Supp. 2d ----, 2013 WL 2250120, at *5 (W.D. Tex. May 22, 2013) (“[Section]
101.106(f) protects employees even in their individual capacities . . . . [Franka]
held that § 101.106 ‘foreclose[s] suit against a government employee in his
individual capacity if he was acting within the scope of employment.’” (quoting
Franka, 332 S.W.3d at 381)). Such claims must be brought against only the
government entity, even if the state has not waived sovereign immunity for a
particular claim. See Univ. of Tex. Health Sci. Ctr. at Houston v. Crowder, 349
S.W.3d 640, 649 (Tex. App. 2011) (“[T]he Franka court expressly concluded
that . . . the Legislature [had] made whatever remedy the Tort Claims Act provides
against the governmental unit a claimant’s exclusive remedy for damages allegedly
caused by common-law torts committed by a government employee in the scope of
The Texas Tort Claims Act defines “scope of employment” as “the
performance for a governmental unit of the duties of an employee’s office or
employment and includes being in or about the performance of a task lawfully
assigned to an employee by competent authority.” Tex. Civ. Prac. & Rem. Code
§ 101.001(5). The Restatement (Third) of Agency provides:
An employee acts within the scope of employment when performing
work assigned by the employer or engaging in a course of conduct
subject to the employer’s control. An employee’s act is not within the
scope of employment when it occurs within an independent course of
conduct not intended by the employee to serve any purpose of the
Restatement (Third) of Agency § 7.07. “An official acts within the scope of her
authority if she is discharging the duties generally assigned to her.” City of
Lancaster v. Chambers, 883 S.W.2d 650, 658 (Tex. 1994) (finding that on-duty
police officers, pursuing a suspect in squad car, did not act outside the scope of
their authority in driving without regard for safety of others). This is true even if
the employee, in discharging her duties, acts in part to serve the employee’s or a
third party’s interest. Hopkins v. Strickland, No. 01-12-00315-CV, 2013 WL
1183302, at *3 (Tex. App. Mar. 21, 2013).
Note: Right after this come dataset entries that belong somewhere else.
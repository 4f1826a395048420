//! Invoice management
//!
//! Invoices here are receipts, not demands for payment: the reconciler
//! creates one immediately after the gateway confirms a payment, so every
//! invoice is born `paid`. The only later mutation is voiding, which
//! happens when a full refund cancels the order. Invoice numbers are
//! sequential per calendar year and assigned by the store inside the same
//! transaction that records the settlement.

use std::fmt;
use std::str::FromStr;

use chrono::{DateTime, Utc};
use serde::{Deserialize, Serialize};

use core_kernel::{CustomerId, InvoiceId, Money, OrderId};

use crate::error::BillingError;

/// Which payment an invoice documents
#[derive(Debug, Clone, Copy, PartialEq, Eq, Serialize, Deserialize)]
#[serde(rename_all = "lowercase")]
pub enum InvoiceType {
    /// The upfront deposit installment
    Deposit,
    /// The closing balance installment
    Final,
    /// A single payment covering the whole order
    Full,
}

impl InvoiceType {
    /// Returns the lowercase wire and storage representation
    pub fn as_str(&self) -> &'static str {
        match self {
            InvoiceType::Deposit => "deposit",
            InvoiceType::Final => "final",
            InvoiceType::Full => "full",
        }
    }
}

impl fmt::Display for InvoiceType {
    fn fmt(&self, f: &mut fmt::Formatter<'_>) -> fmt::Result {
        write!(f, "{}", self.as_str())
    }
}

impl FromStr for InvoiceType {
    type Err = BillingError;

    fn from_str(s: &str) -> Result<Self, Self::Err> {
        match s {
            "deposit" => Ok(InvoiceType::Deposit),
            "final" => Ok(InvoiceType::Final),
            "full" => Ok(InvoiceType::Full),
            other => Err(BillingError::UnknownInvoiceType(other.to_string())),
        }
    }
}

/// Invoice status
#[derive(Debug, Clone, Copy, PartialEq, Eq, Serialize, Deserialize)]
#[serde(rename_all = "lowercase")]
pub enum InvoiceStatus {
    /// Payment received; the state every invoice starts in
    Paid,
    /// Cancelled by a full refund
    Void,
}

impl InvoiceStatus {
    /// Returns the lowercase wire and storage representation
    pub fn as_str(&self) -> &'static str {
        match self {
            InvoiceStatus::Paid => "paid",
            InvoiceStatus::Void => "void",
        }
    }
}

impl fmt::Display for InvoiceStatus {
    fn fmt(&self, f: &mut fmt::Formatter<'_>) -> fmt::Result {
        write!(f, "{}", self.as_str())
    }
}

impl FromStr for InvoiceStatus {
    type Err = BillingError;

    fn from_str(s: &str) -> Result<Self, Self::Err> {
        match s {
            "paid" => Ok(InvoiceStatus::Paid),
            "void" => Ok(InvoiceStatus::Void),
            other => Err(BillingError::UnknownStatus(other.to_string())),
        }
    }
}

/// A validated invoice number such as `PP-INV-2025-042`
///
/// Numbers are sequential within a calendar year. The derived ordering is
/// by year, then sequence, which matches issue order.
#[derive(Debug, Clone, Copy, PartialEq, Eq, PartialOrd, Ord, Hash, Serialize, Deserialize)]
#[serde(try_from = "String", into = "String")]
pub struct InvoiceNumber {
    year: i32,
    sequence: u32,
}

impl InvoiceNumber {
    /// Builds an invoice number from the year and its per-year sequence
    pub fn from_parts(year: i32, sequence: u32) -> Self {
        Self { year, sequence }
    }

    pub fn year(&self) -> i32 {
        self.year
    }

    pub fn sequence(&self) -> u32 {
        self.sequence
    }
}

impl fmt::Display for InvoiceNumber {
    fn fmt(&self, f: &mut fmt::Formatter<'_>) -> fmt::Result {
        write!(f, "PP-INV-{:04}-{:03}", self.year, self.sequence)
    }
}

impl FromStr for InvoiceNumber {
    type Err = BillingError;

    fn from_str(s: &str) -> Result<Self, Self::Err> {
        let malformed = || BillingError::MalformedInvoiceNumber(s.to_string());

        let rest = s.strip_prefix("PP-INV-").ok_or_else(malformed)?;
        let (year_part, seq_part) = rest.split_once('-').ok_or_else(malformed)?;
        if year_part.len() != 4 || seq_part.len() < 3 {
            return Err(malformed());
        }

        let year: i32 = year_part.parse().map_err(|_| malformed())?;
        let sequence: u32 = seq_part.parse().map_err(|_| malformed())?;
        Ok(Self { year, sequence })
    }
}

impl From<InvoiceNumber> for String {
    fn from(number: InvoiceNumber) -> Self {
        number.to_string()
    }
}

impl TryFrom<String> for InvoiceNumber {
    type Error = BillingError;

    fn try_from(value: String) -> Result<Self, Self::Error> {
        value.parse()
    }
}

/// A line item on an invoice
#[derive(Debug, Clone, PartialEq, Serialize, Deserialize)]
#[serde(rename_all = "camelCase")]
pub struct LineItem {
    /// Description shown on the receipt
    pub description: String,
    /// Amount for this line
    pub amount: Money,
}

impl LineItem {
    /// Creates a new line item
    pub fn new(description: impl Into<String>, amount: Money) -> Self {
        Self {
            description: description.into(),
            amount,
        }
    }
}

/// An invoice awaiting its number
///
/// The reconciler describes what to invoice; the store assigns the id and
/// the per-year sequential number inside the settlement transaction and
/// finishes the invoice with [`InvoiceDraft::into_invoice`].
#[derive(Debug, Clone, PartialEq, Serialize, Deserialize)]
#[serde(rename_all = "camelCase")]
pub struct InvoiceDraft {
    /// Order whose payment is being documented
    pub order_id: OrderId,
    /// Customer being billed
    pub customer_id: CustomerId,
    /// Which payment this documents
    pub invoice_type: InvoiceType,
    /// Line items
    pub line_items: Vec<LineItem>,
    /// Invoice total
    pub total: Money,
    /// Settlement instant, used as both issue and paid time
    pub issued_at: DateTime<Utc>,
}

impl InvoiceDraft {
    /// Creates a draft invoice for a settled payment
    ///
    /// # Arguments
    ///
    /// * `order_id` - Order whose payment settled
    /// * `customer_id` - Customer being billed
    /// * `invoice_type` - Which payment this documents
    /// * `line_items` - Line items for the receipt
    /// * `total` - Invoice total
    /// * `issued_at` - Settlement instant
    pub fn new(
        order_id: OrderId,
        customer_id: CustomerId,
        invoice_type: InvoiceType,
        line_items: Vec<LineItem>,
        total: Money,
        issued_at: DateTime<Utc>,
    ) -> Self {
        Self {
            order_id,
            customer_id,
            invoice_type,
            line_items,
            total,
            issued_at,
        }
    }

    /// Finishes the draft once the store has assigned id and number
    pub fn into_invoice(self, id: InvoiceId, invoice_number: InvoiceNumber) -> Invoice {
        Invoice {
            id,
            invoice_number,
            order_id: self.order_id,
            customer_id: self.customer_id,
            invoice_type: self.invoice_type,
            status: InvoiceStatus::Paid,
            line_items: self.line_items,
            total: self.total,
            issued_at: self.issued_at,
            paid_at: self.issued_at,
            voided_at: None,
        }
    }
}

/// A receipt for a settled payment on an order
#[derive(Debug, Clone, PartialEq, Serialize, Deserialize)]
#[serde(rename_all = "camelCase")]
pub struct Invoice {
    /// Unique identifier
    pub id: InvoiceId,
    /// Invoice number (human-readable, sequential per year)
    pub invoice_number: InvoiceNumber,
    /// Order whose payment is documented
    pub order_id: OrderId,
    /// Customer billed
    pub customer_id: CustomerId,
    /// Which payment this documents
    pub invoice_type: InvoiceType,
    /// Status
    pub status: InvoiceStatus,
    /// Line items
    pub line_items: Vec<LineItem>,
    /// Invoice total
    pub total: Money,
    /// Issue timestamp
    pub issued_at: DateTime<Utc>,
    /// Payment timestamp; equals the issue time
    pub paid_at: DateTime<Utc>,
    /// Void timestamp, when a full refund cancelled the order
    pub voided_at: Option<DateTime<Utc>>,
}

impl Invoice {
    /// Voids the invoice after a full refund
    ///
    /// # Errors
    ///
    /// Returns `InvalidStateTransition` if the invoice is already void
    pub fn void(&mut self, now: DateTime<Utc>) -> Result<(), BillingError> {
        match self.status {
            InvoiceStatus::Paid => {
                self.status = InvoiceStatus::Void;
                self.voided_at = Some(now);
                Ok(())
            }
            InvoiceStatus::Void => Err(BillingError::InvalidStateTransition {
                from: InvoiceStatus::Void.to_string(),
                to: InvoiceStatus::Void.to_string(),
            }),
        }
    }
}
In this case, Plaintiff is alleging that McCraw failed to properly
supervise and train Troopers Zarate and Kosmalski. Even assuming that this
somehow imposes tort liability under the doctrine of respondeat superior, because
supervising and training subordinate employees falls within the scope of
McCraw’s employment as Director of the DPS, Plaintiff’s state-law tort claims
against McCraw fail as a matter of law. Plaintiff’s state-law tort claims are,
accordingly, DISMISSED WITH PREJUDICE.
For the reasons stated above, the Court GRANTS McCraw’s Motion
to Dismiss. (Dkt. # 36).
IT IS SO ORDERED.
DATED: San Antonio, Texas, November 1, 2013.